Look through the listing below and say how many lines contain the word "None". Nothing else belongs in the reply.

START MATERIAL SHOWN

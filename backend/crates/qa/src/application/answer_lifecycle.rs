//! Answer Lifecycle

use auth::application::AuthorizeUseCase;
use auth::domain::policy::{Action, check_ownership};
use kernel::id::{AnswerId, QuestionId};

use crate::domain::entity::{answer::Answer, question::Question};
use crate::domain::repository::QaUnitOfWork;
use crate::error::{QaError, QaResult};

#[derive(Debug, Clone, Copy, Default)]
pub struct AnswerLifecycle {
    authorize: AuthorizeUseCase,
}

fn parse_answer_id(raw: &str) -> QaResult<AnswerId> {
    AnswerId::parse_str(raw).map_err(|_| QaError::AnswerNotFound)
}

/// `None` from the store is an error; an empty list is not
fn answers_or_not_found(answers: Option<Vec<Answer>>) -> QaResult<Vec<Answer>> {
    answers.ok_or(QaError::NoAnswersForQuestion)
}

impl AnswerLifecycle {
    pub fn new() -> Self {
        Self::default()
    }

    pub async fn create<T>(
        &self,
        tx: &mut T,
        content: String,
        question_id: &str,
        bearer: &str,
    ) -> QaResult<Answer>
    where
        T: QaUnitOfWork + Send,
    {
        let requester = self
            .authorize
            .execute(tx, bearer, Action::CreateAnswer)
            .await?;

        let invalid = || QaError::InvalidQuestion("The question entered is invalid");
        let question_id = QuestionId::parse_str(question_id).map_err(|_| invalid())?;
        let question = tx.find_question(&question_id).await?.ok_or_else(invalid)?;

        let answer = Answer::new(content, requester.user_id, question.question_id);
        tx.create_answer(&answer).await?;

        tracing::info!(
            answer_id = %answer.answer_id,
            question_id = %answer.question_id,
            user_id = %requester.user_id,
            "Answer created"
        );
        Ok(answer)
    }

    pub async fn edit<T>(
        &self,
        tx: &mut T,
        answer_id: &str,
        content: String,
        bearer: &str,
    ) -> QaResult<Answer>
    where
        T: QaUnitOfWork + Send,
    {
        let requester = self
            .authorize
            .execute(tx, bearer, Action::EditAnswer)
            .await?;

        let answer_id = parse_answer_id(answer_id)?;
        let mut answer = tx
            .find_answer(&answer_id)
            .await?
            .ok_or(QaError::AnswerNotFound)?;

        check_ownership(&requester, Action::EditAnswer, &answer.user_id)?;

        answer.edit(content);
        let answer = tx
            .update_answer(&answer)
            .await?
            .ok_or(QaError::AnswerNotFound)?;

        tracing::info!(answer_id = %answer.answer_id, "Answer edited");
        Ok(answer)
    }

    /// Owner or any admin
    pub async fn delete<T>(&self, tx: &mut T, answer_id: &str, bearer: &str) -> QaResult<AnswerId>
    where
        T: QaUnitOfWork + Send,
    {
        let requester = self
            .authorize
            .execute(tx, bearer, Action::DeleteAnswer)
            .await?;

        let answer_id = parse_answer_id(answer_id)?;
        let answer = tx
            .find_answer(&answer_id)
            .await?
            .ok_or(QaError::AnswerNotFound)?;

        check_ownership(&requester, Action::DeleteAnswer, &answer.user_id)?;

        let removed = tx
            .delete_answer(&answer.answer_id)
            .await?
            .ok_or(QaError::AnswerNotFound)?;

        tracing::info!(
            answer_id = %removed.answer_id,
            user_id = %requester.user_id,
            by_admin = requester.user_id != removed.user_id,
            "Answer deleted"
        );
        Ok(removed.answer_id)
    }

    /// The question with its answers in insertion order
    pub async fn list_for_question<T>(
        &self,
        tx: &mut T,
        question_id: &str,
        bearer: &str,
    ) -> QaResult<(Question, Vec<Answer>)>
    where
        T: QaUnitOfWork + Send,
    {
        self.authorize
            .execute(tx, bearer, Action::GetAllAnswersToQuestion)
            .await?;

        let not_found = || {
            QaError::InvalidQuestion(
                "The question with entered uuid whose details are to be seen does not exist",
            )
        };
        let question_id = QuestionId::parse_str(question_id).map_err(|_| not_found())?;
        let question = tx.find_question(&question_id).await?.ok_or_else(not_found)?;

        // find_question above locked the question for this unit of work, so
        // None only comes from a store that drops that guarantee
        let answers = answers_or_not_found(tx.list_answers_by_question(&question_id).await?)?;
        Ok((question, answers))
    }
}

#[cfg(test)]
mod tests {
    use super::*;
    use kernel::id::UserId;

    #[test]
    fn test_empty_answer_list_is_not_an_error() {
        assert!(answers_or_not_found(Some(Vec::new())).unwrap().is_empty());

        let answer = Answer::new("42", UserId::new(), QuestionId::new());
        assert_eq!(answers_or_not_found(Some(vec![answer])).unwrap().len(), 1);
    }

    #[test]
    fn test_missing_result_set_is_othr_001() {
        let err = answers_or_not_found(None).unwrap_err();
        assert!(matches!(err, QaError::NoAnswersForQuestion));
        assert_eq!(err.code(), Some("OTHR-001"));
    }
}
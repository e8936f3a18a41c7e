//! HTTP Handlers
//!
//! Each handler opens a unit of work, runs one use case and commits.
//! Returning early with `?` drops the unit of work, which rolls back.

use std::sync::Arc;

use axum::Json;
use axum::extract::{Path, State};
use axum::http::{HeaderName, HeaderValue, StatusCode};
use axum::response::IntoResponse;

use crate::application::{
    AuthConfig, DeleteUserUseCase, SignInInput, SignInUseCase, SignOutUseCase, SignUpInput,
    SignUpUseCase, UserProfileUseCase,
};
use crate::domain::entity::user::UserProfile;
use crate::domain::repository::{AuthUnitOfWork, TransactionManager, UnitOfWork};
use crate::error::{AuthError, AuthResult};
use crate::presentation::dto::{
    SessionResponse, SignInRequest, SignUpRequest, UserDetailsResponse, UserStatusResponse,
};
use crate::presentation::extract::BearerToken;

/// Response header carrying the raw token after sign-in
pub const ACCESS_TOKEN_HEADER: HeaderName = HeaderName::from_static("access-token");

#[derive(Clone)]
pub struct AuthAppState<S> {
    pub store: S,
    pub config: Arc<AuthConfig>,
}

// ============================================================================
// Sign Up / Sign In / Sign Out
// ============================================================================

/// POST /user/signup
pub async fn sign_up<S>(
    State(state): State<AuthAppState<S>>,
    Json(req): Json<SignUpRequest>,
) -> AuthResult<impl IntoResponse>
where
    S: TransactionManager + Clone + Send + Sync + 'static,
    S::UnitOfWork: AuthUnitOfWork,
{
    let input = SignUpInput {
        user_name: req.user_name,
        password: req.password,
        email: req.email_address,
        profile: UserProfile {
            first_name: req.first_name,
            last_name: req.last_name,
            country: req.country,
            about_me: req.about_me,
            dob: req.dob,
            contact_number: req.contact_number,
        },
    };

    let mut tx = state.store.begin().await?;
    let output = SignUpUseCase::new(state.config.clone())
        .execute(&mut tx, input)
        .await?;
    tx.commit().await?;

    Ok((
        StatusCode::CREATED,
        Json(UserStatusResponse {
            id: output.user_id.to_string(),
            status: "USER SUCCESSFULLY REGISTERED",
        }),
    ))
}

/// POST /user/signin
pub async fn sign_in<S>(
    State(state): State<AuthAppState<S>>,
    Json(req): Json<SignInRequest>,
) -> AuthResult<impl IntoResponse>
where
    S: TransactionManager + Clone + Send + Sync + 'static,
    S::UnitOfWork: AuthUnitOfWork,
{
    let input = SignInInput {
        user_name: req.user_name,
        password: req.password,
    };

    let mut tx = state.store.begin().await?;
    let output = SignInUseCase::new(state.config.clone())
        .execute(&mut tx, input)
        .await?;
    tx.commit().await?;

    let token = HeaderValue::from_str(&output.access_token)
        .map_err(|e| AuthError::Internal(format!("Unencodable access token: {e}")))?;

    Ok((
        StatusCode::OK,
        [(ACCESS_TOKEN_HEADER, token)],
        Json(SessionResponse {
            id: output.user_id.to_string(),
            message: "SIGNED IN SUCCESSFULLY",
        }),
    ))
}

/// POST /user/signout
pub async fn sign_out<S>(
    State(state): State<AuthAppState<S>>,
    bearer: BearerToken,
) -> AuthResult<Json<SessionResponse>>
where
    S: TransactionManager + Clone + Send + Sync + 'static,
    S::UnitOfWork: AuthUnitOfWork,
{
    let mut tx = state.store.begin().await?;
    let user_id = SignOutUseCase::new()
        .execute(&mut tx, bearer.as_str())
        .await?;
    tx.commit().await?;

    Ok(Json(SessionResponse {
        id: user_id.to_string(),
        message: "SIGNED OUT SUCCESSFULLY",
    }))
}

// ============================================================================
// Users
// ============================================================================

/// GET /userprofile/{user_id}
pub async fn user_profile<S>(
    State(state): State<AuthAppState<S>>,
    Path(user_id): Path<String>,
    bearer: BearerToken,
) -> AuthResult<Json<UserDetailsResponse>>
where
    S: TransactionManager + Clone + Send + Sync + 'static,
    S::UnitOfWork: AuthUnitOfWork,
{
    let mut tx = state.store.begin().await?;
    let user = UserProfileUseCase::new()
        .execute(&mut tx, &user_id, bearer.as_str())
        .await?;
    tx.commit().await?;

    Ok(Json(user.into()))
}

/// DELETE /admin/user/{user_id}
pub async fn delete_user<S>(
    State(state): State<AuthAppState<S>>,
    Path(user_id): Path<String>,
    bearer: BearerToken,
) -> AuthResult<Json<UserStatusResponse>>
where
    S: TransactionManager + Clone + Send + Sync + 'static,
    S::UnitOfWork: AuthUnitOfWork,
{
    let mut tx = state.store.begin().await?;
    let deleted = DeleteUserUseCase::new()
        .execute(&mut tx, &user_id, bearer.as_str())
        .await?;
    tx.commit().await?;

    Ok(Json(UserStatusResponse {
        id: deleted.user_id.to_string(),
        status: "USER SUCCESSFULLY DELETED",
    }))
}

END MATERIAL SHOWN

### SOLUTION TO THE EXERCISE
3